Though ElevateBio’s companies will share R&D and manufacturing staff, their leadership teams will be a different matter. It will depend on each company, Hallal said in a previous interview.
“Obviously, some early-stage companies won’t need their own C-level teams for a bit of time,” he said. As the companies mature and move toward commercialization, they may start recruiting these leaders to get products out, or to take the companies public. And though ElevateBio will start with a “substantial holding” in its portfolio companies, its investors—as well as new backers—can chip in along the way.
For now, Hallal will lead both ElevateBio and AlloVir.

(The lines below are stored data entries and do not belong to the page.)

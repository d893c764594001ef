//! Unix domain socket server for phone bridges
//!
//! Every connected bridge receives every outbound payload and may push
//! menus at any time. Results are reported to the event loop as [`Event`]s.

use crate::app::Event;
use anyhow::{Context, Result};
use billmytime_proto::{decode_line, write_payload, Payload};
use std::path::Path;
use tokio::io::{AsyncBufRead, AsyncBufReadExt, AsyncWrite, BufReader};
use tokio::net::{UnixListener, UnixStream};
use tokio::sync::broadcast::error::RecvError;
use tokio::sync::{broadcast, mpsc};
use tracing::{error, info, warn};

pub fn bind(path: &Path) -> Result<UnixListener> {
    // Remove old socket if it exists
    let _ = std::fs::remove_file(path);
    let listener = UnixListener::bind(path)
        .with_context(|| format!("Failed to bind phone bridge socket at {:?}", path))?;
    info!("Phone bridge socket listening on {:?}", path);
    Ok(listener)
}

pub async fn serve(
    listener: UnixListener,
    outbox: broadcast::Sender<Payload>,
    events: mpsc::UnboundedSender<Event>,
) {
    loop {
        match listener.accept().await {
            Ok((stream, _)) => {
                let outbox = outbox.subscribe();
                let events = events.clone();
                tokio::spawn(async move {
                    if let Err(e) = handle_bridge(stream, outbox, events).await {
                        error!("Error handling phone bridge: {}", e);
                    }
                });
            }
            Err(e) => {
                error!("Error accepting connection: {}", e);
            }
        }
    }
}

async fn handle_bridge(
    stream: UnixStream,
    outbox: broadcast::Receiver<Payload>,
    events: mpsc::UnboundedSender<Event>,
) -> Result<()> {
    info!("Phone bridge connected");
    let (reader, writer) = stream.into_split();
    // Writes run on their own task so a slow bridge never holds up its menus.
    let mut outbound = tokio::spawn(forward_outbound(outbox, writer, events.clone()));

    let result = tokio::select! {
        result = forward_inbound(BufReader::new(reader), events) => result,
        _ = &mut outbound => Ok(()),
    };
    outbound.abort();

    info!("Phone bridge disconnected");
    result
}

/// Turns each line from the bridge into an `Inbound` or `Dropped` event
/// until the bridge hangs up.
async fn forward_inbound<R>(reader: R, events: mpsc::UnboundedSender<Event>) -> Result<()>
where
    R: AsyncBufRead + Unpin,
{
    let mut lines = reader.lines();
    while let Some(line) = lines.next_line().await? {
        if line.trim().is_empty() {
            continue;
        }
        let event = match decode_line(&line) {
            Ok(payload) => Event::Inbound(payload),
            Err(e) => Event::Dropped(e.to_string()),
        };
        if events.send(event).is_err() {
            break;
        }
    }
    Ok(())
}

/// Writes every outbound payload to one bridge, reporting `Sent` or
/// `SendFailed` for each. Stops at the first failed write.
async fn forward_outbound<W>(
    mut outbox: broadcast::Receiver<Payload>,
    mut writer: W,
    events: mpsc::UnboundedSender<Event>,
) where
    W: AsyncWrite + Unpin,
{
    loop {
        match outbox.recv().await {
            Ok(payload) => {
                if let Err(e) = write_payload(&mut writer, &payload).await {
                    let _ = events.send(Event::SendFailed(e.to_string()));
                    break;
                }
                let _ = events.send(Event::Sent);
            }
            Err(RecvError::Lagged(skipped)) => {
                warn!("Phone bridge fell behind");
                let _ = events.send(Event::SendFailed(format!(
                    "{} messages skipped for a slow bridge",
                    skipped
                )));
            }
            Err(RecvError::Closed) => break,
        }
    }
}

#[cfg(test)]
mod tests {
    use super::*;
    use billmytime_proto::{connect, read_payload, OutboundRequest, Pair, SubmitLayout};
    use std::path::PathBuf;
    use tokio::io::AsyncWriteExt;

    fn socket_path(name: &str) -> PathBuf {
        std::env::temp_dir().join(format!("billmytime-{}-{}.sock", std::process::id(), name))
    }

    #[tokio::test]
    async fn bridge_pushes_menu_and_receives_requests() {
        let path = socket_path("roundtrip");
        let listener = bind(&path).unwrap();
        let (outbox, _) = broadcast::channel(8);
        let (events_tx, mut events) = mpsc::unbounded_channel();
        tokio::spawn(serve(listener, outbox.clone(), events_tx));

        let stream = connect(&path).await.unwrap();
        let (reader, mut writer) = stream.into_split();
        writer
            .write_all(b"[[0,\"t\"],[5,\"Design\"],[9,\"Build\"]]\n")
            .await
            .unwrap();

        match events.recv().await.unwrap() {
            Event::Inbound(payload) => assert_eq!(payload.len(), 3),
            other => panic!("Expected inbound menu, got {:?}", other),
        }

        let request = OutboundRequest::SelectTask { index: 1 }.to_payload(SubmitLayout::Legacy);
        outbox.send(request.clone()).unwrap();

        let mut reader = BufReader::new(reader);
        assert_eq!(read_payload(&mut reader).await.unwrap(), Some(request));
        assert_eq!(events.recv().await.unwrap(), Event::Sent);

        let _ = std::fs::remove_file(&path);
    }

    #[tokio::test]
    async fn undecodable_lines_are_reported_as_dropped() {
        let path = socket_path("dropped");
        let listener = bind(&path).unwrap();
        let (outbox, _) = broadcast::channel(8);
        let (events_tx, mut events) = mpsc::unbounded_channel();
        tokio::spawn(serve(listener, outbox, events_tx));

        let mut stream = connect(&path).await.unwrap();
        stream.write_all(b"\nnot json\n[[0,\"c\"]]\n").await.unwrap();

        assert!(matches!(events.recv().await.unwrap(), Event::Dropped(_)));
        assert!(matches!(events.recv().await.unwrap(), Event::Inbound(_)));

        let _ = std::fs::remove_file(&path);
    }

    #[tokio::test]
    async fn lagging_bridge_reports_skipped_messages() {
        let (outbox, rx) = broadcast::channel(1);
        for index in 0..3 {
            outbox
                .send(OutboundRequest::SelectTask { index }.to_payload(SubmitLayout::Legacy))
                .unwrap();
        }
        drop(outbox);
        let (bridge_end, watch_end) = tokio::io::duplex(1024);
        let (events_tx, mut events) = mpsc::unbounded_channel();

        forward_outbound(rx, watch_end, events_tx).await;

        match events.recv().await.unwrap() {
            Event::SendFailed(reason) => assert!(reason.contains("2 messages skipped")),
            other => panic!("Expected send failure, got {:?}", other),
        }
        assert_eq!(events.recv().await.unwrap(), Event::Sent);
        let mut reader = BufReader::new(bridge_end);
        let payload = read_payload(&mut reader).await.unwrap().unwrap();
        assert_eq!(payload.to_string(), r#"0="selTask" 1=2"#);
    }

    #[tokio::test]
    async fn write_to_vanished_bridge_is_a_send_failure() {
        let (outbox, rx) = broadcast::channel(4);
        let (bridge_end, watch_end) = tokio::io::duplex(1024);
        drop(bridge_end);
        let (events_tx, mut events) = mpsc::unbounded_channel();
        outbox
            .send(OutboundRequest::GetClients { page: 1 }.to_payload(SubmitLayout::Legacy))
            .unwrap();

        forward_outbound(rx, watch_end, events_tx).await;

        assert!(matches!(events.recv().await.unwrap(), Event::SendFailed(_)));
        assert!(events.recv().await.is_none());
    }

    #[tokio::test]
    async fn inbound_keeps_flowing_while_writes_are_blocked() {
        let path = socket_path("blocked");
        let listener = bind(&path).unwrap();
        let (outbox, _) = broadcast::channel(64);
        let (events_tx, mut events) = mpsc::unbounded_channel();
        tokio::spawn(serve(listener, outbox.clone(), events_tx));

        // The bridge never reads, so outbound writes eventually block.
        let mut stream = connect(&path).await.unwrap();
        stream.write_all(b"[[0,\"c\"],[1,\"Acme\"]]\n").await.unwrap();
        assert!(matches!(events.recv().await.unwrap(), Event::Inbound(_)));

        let big = Payload::from_pairs(vec![Pair(0, "x".repeat(64 * 1024).into())]);
        for _ in 0..32 {
            let _ = outbox.send(big.clone());
        }

        stream.write_all(b"[[0,\"t\"],[1,\"Design\"]]\n").await.unwrap();
        loop {
            match events.recv().await.unwrap() {
                Event::Inbound(payload) => {
                    assert_eq!(payload.len(), 2);
                    break;
                }
                Event::Sent | Event::SendFailed(_) => {}
                other => panic!("Unexpected event {:?}", other),
            }
        }

        let _ = std::fs::remove_file(&path);
    }
}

“I am confident I can lead Elevate and AlloVir as I leverage my experience building and operating a $30+B company operating with multiple commercial businesses in more than 50 countries around the world and a diverse R&D pipeline... the strength of the ElevateBio model allows us to allocate our expert staff in part or in full to our portfolio companies, so we planned for this model well in advance to ensure we're properly resourced across all functions and all portfolio companies,” Hallal said in the email.